Where does "sqlx" appear in the data? Return each line that holds it.

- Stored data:
◇ ◇ ◇ ◇ ◇

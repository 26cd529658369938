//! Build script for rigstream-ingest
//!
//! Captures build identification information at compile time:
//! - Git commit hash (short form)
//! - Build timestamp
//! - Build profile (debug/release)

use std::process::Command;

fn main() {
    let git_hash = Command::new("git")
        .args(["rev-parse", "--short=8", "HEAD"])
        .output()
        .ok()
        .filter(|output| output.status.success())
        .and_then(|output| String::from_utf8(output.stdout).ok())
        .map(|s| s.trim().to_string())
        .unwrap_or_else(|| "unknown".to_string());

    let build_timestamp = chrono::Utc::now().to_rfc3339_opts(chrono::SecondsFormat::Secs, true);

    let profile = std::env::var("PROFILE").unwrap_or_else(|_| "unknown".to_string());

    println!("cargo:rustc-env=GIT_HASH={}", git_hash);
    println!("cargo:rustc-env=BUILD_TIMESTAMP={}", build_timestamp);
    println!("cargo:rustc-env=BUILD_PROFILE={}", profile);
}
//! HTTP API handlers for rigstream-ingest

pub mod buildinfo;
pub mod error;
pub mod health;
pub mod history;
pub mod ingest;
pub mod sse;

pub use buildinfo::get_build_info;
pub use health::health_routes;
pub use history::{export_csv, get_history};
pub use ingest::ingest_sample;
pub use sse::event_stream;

◇ ◇ ◇ ◇ ◇

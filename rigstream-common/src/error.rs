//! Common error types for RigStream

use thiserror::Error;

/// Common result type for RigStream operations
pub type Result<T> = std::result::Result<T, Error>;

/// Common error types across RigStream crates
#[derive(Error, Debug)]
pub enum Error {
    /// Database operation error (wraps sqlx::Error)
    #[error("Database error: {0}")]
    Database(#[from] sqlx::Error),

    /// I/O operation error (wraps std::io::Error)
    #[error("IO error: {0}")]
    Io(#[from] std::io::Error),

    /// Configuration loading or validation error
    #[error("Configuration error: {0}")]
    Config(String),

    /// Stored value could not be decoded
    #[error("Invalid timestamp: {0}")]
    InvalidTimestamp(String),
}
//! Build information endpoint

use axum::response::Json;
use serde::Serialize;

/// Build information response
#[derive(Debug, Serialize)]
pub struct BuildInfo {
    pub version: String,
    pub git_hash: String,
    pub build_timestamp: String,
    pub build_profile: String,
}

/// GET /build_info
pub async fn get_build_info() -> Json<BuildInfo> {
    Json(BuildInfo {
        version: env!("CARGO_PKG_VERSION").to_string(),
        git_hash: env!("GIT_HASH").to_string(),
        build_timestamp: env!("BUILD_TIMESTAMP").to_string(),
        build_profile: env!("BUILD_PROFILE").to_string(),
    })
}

◇ ◇ ◇ ◇ ◇

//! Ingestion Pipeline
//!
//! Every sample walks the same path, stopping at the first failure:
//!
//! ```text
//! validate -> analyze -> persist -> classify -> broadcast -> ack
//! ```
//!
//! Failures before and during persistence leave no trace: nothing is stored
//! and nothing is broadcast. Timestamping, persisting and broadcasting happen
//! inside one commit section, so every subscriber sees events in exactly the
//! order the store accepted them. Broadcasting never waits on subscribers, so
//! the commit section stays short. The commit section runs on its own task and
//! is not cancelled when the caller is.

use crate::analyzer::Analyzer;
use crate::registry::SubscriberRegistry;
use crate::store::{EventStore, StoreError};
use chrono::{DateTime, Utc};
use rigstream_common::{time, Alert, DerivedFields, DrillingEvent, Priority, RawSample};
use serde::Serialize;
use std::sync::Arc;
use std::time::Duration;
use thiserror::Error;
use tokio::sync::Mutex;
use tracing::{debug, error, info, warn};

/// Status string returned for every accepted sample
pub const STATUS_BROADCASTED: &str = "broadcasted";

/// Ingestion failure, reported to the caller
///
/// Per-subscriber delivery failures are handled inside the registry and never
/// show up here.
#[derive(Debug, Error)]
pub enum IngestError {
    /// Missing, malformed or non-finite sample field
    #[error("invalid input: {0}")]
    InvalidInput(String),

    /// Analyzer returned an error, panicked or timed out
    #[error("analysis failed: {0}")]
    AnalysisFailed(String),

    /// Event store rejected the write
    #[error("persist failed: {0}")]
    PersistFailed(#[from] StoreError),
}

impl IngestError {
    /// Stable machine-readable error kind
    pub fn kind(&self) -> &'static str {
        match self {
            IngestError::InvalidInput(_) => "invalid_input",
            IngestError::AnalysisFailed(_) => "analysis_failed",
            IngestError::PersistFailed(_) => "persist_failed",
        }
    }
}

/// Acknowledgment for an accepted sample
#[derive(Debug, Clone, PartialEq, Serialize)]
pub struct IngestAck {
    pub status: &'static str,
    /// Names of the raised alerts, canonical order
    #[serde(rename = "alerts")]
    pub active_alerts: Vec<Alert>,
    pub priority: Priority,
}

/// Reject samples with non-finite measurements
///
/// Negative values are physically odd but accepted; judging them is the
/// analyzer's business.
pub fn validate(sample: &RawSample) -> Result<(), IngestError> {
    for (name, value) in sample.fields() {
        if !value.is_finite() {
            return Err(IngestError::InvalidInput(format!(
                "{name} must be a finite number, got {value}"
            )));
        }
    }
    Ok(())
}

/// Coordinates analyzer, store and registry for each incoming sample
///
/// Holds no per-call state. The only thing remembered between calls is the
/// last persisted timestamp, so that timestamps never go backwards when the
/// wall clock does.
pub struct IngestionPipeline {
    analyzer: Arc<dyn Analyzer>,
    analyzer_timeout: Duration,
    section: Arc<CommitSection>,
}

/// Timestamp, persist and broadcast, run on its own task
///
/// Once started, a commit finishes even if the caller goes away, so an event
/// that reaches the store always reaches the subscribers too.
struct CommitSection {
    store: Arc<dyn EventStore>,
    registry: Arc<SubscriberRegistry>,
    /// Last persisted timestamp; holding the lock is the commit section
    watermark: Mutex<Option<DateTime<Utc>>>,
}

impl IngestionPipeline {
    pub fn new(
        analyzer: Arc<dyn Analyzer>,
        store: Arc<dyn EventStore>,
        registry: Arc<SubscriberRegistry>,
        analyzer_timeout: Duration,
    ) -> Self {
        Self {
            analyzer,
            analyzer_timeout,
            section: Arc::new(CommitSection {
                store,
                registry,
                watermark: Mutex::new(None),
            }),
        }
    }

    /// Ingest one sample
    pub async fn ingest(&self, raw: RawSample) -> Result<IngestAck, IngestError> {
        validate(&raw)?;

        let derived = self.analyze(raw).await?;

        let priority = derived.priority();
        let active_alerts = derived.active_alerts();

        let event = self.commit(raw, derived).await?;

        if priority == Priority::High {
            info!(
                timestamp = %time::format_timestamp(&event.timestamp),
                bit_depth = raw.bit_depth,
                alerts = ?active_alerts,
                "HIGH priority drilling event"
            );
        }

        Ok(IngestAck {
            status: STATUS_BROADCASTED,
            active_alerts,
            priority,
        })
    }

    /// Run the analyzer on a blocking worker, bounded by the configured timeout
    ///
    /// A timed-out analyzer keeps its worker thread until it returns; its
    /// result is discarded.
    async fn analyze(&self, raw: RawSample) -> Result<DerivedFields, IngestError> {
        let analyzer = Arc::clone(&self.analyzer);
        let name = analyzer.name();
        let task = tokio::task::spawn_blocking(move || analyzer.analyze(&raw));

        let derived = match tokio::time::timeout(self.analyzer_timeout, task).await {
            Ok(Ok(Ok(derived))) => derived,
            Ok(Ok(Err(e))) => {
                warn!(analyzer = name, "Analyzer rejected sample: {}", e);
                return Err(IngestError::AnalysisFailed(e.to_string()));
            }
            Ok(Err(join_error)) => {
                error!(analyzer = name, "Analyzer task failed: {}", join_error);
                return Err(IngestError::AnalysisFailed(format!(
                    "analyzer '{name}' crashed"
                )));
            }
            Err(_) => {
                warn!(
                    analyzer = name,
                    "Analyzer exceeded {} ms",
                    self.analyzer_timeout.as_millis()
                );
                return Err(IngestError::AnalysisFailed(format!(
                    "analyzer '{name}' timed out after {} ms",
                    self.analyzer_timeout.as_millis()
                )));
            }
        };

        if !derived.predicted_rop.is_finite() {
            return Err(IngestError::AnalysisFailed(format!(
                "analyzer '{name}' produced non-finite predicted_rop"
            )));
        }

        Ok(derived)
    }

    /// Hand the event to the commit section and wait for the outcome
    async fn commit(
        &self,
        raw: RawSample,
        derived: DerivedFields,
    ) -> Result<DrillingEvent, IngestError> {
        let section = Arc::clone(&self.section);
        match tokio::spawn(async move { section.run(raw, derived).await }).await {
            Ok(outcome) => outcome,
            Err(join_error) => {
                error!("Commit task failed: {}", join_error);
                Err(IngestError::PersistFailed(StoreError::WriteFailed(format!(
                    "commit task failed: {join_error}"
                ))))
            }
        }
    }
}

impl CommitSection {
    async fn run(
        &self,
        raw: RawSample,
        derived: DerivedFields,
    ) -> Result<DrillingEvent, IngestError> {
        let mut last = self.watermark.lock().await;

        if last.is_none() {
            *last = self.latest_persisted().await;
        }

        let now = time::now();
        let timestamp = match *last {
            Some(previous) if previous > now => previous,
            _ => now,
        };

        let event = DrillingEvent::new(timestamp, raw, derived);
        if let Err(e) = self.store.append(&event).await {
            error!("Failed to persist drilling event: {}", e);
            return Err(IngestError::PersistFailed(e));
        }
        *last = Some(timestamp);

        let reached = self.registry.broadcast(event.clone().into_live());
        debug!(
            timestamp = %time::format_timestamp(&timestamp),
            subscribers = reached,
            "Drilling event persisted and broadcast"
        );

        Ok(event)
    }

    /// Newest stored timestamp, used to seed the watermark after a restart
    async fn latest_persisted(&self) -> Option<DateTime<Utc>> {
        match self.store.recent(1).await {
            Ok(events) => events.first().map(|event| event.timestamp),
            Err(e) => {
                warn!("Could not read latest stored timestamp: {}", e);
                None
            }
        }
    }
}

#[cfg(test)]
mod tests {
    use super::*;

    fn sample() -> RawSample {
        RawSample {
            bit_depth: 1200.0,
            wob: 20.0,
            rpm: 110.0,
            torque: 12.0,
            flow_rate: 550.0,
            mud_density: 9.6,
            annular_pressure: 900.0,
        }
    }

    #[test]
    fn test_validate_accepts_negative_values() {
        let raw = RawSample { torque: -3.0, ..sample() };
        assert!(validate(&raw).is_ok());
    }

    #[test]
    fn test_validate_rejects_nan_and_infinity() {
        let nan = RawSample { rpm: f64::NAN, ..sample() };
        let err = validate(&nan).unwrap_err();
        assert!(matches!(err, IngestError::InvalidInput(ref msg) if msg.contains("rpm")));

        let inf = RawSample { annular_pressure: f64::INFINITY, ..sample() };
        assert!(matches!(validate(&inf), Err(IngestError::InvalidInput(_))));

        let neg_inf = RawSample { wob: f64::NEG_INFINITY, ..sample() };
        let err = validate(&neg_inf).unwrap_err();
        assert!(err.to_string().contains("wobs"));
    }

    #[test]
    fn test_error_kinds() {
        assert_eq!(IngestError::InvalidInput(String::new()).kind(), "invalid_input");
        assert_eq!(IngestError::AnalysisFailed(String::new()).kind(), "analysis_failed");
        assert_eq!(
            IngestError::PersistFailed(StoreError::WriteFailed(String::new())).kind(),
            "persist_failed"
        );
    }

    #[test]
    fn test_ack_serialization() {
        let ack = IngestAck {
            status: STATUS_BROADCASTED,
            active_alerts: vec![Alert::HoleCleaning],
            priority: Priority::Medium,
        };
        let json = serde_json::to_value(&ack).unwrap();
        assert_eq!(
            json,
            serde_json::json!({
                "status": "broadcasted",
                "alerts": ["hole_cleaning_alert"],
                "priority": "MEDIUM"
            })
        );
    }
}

◇ ◇ ◇ ◇ ◇

- OUTPUT FOR THIS EXERCISE:
    /// Database operation error (wraps sqlx::Error)
    Database(#[from] sqlx::Error),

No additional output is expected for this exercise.